AIM OF THE TASK: Each line of the data below that holds the word "detections" is to be reported in full.

··· PROVIDED INFORMATION

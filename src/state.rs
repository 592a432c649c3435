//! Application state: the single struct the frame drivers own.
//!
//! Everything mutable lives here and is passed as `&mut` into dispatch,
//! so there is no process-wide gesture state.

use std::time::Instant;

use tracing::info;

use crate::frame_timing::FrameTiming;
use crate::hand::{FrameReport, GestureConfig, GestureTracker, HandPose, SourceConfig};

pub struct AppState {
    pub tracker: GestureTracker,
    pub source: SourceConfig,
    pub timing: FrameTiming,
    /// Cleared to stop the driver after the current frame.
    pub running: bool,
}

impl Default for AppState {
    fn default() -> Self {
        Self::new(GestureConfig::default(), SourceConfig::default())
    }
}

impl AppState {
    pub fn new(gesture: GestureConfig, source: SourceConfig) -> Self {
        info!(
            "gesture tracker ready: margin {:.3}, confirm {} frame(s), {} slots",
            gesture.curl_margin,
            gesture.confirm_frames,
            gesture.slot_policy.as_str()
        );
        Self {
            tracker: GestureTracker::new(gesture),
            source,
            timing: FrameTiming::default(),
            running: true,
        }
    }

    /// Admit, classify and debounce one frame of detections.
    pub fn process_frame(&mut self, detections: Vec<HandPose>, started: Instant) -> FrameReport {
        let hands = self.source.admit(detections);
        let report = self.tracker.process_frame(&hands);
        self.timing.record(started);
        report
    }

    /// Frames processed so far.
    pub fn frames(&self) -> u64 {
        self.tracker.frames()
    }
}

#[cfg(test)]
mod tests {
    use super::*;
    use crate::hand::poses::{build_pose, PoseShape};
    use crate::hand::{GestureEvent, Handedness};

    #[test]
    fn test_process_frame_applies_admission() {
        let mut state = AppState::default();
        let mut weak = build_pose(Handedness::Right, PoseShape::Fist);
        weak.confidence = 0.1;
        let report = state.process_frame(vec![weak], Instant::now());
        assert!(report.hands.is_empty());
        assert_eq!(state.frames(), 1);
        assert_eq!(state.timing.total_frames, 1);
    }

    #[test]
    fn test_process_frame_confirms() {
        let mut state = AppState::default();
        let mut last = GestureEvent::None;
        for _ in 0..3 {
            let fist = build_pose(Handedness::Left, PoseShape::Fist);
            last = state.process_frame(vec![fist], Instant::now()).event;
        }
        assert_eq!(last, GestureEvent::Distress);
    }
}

······

WORKED SOLUTION:
    /// Admit, classify and debounce one frame of detections.
    pub fn process_frame(&mut self, detections: Vec<HandPose>, started: Instant) -> FrameReport {
        let hands = self.source.admit(detections);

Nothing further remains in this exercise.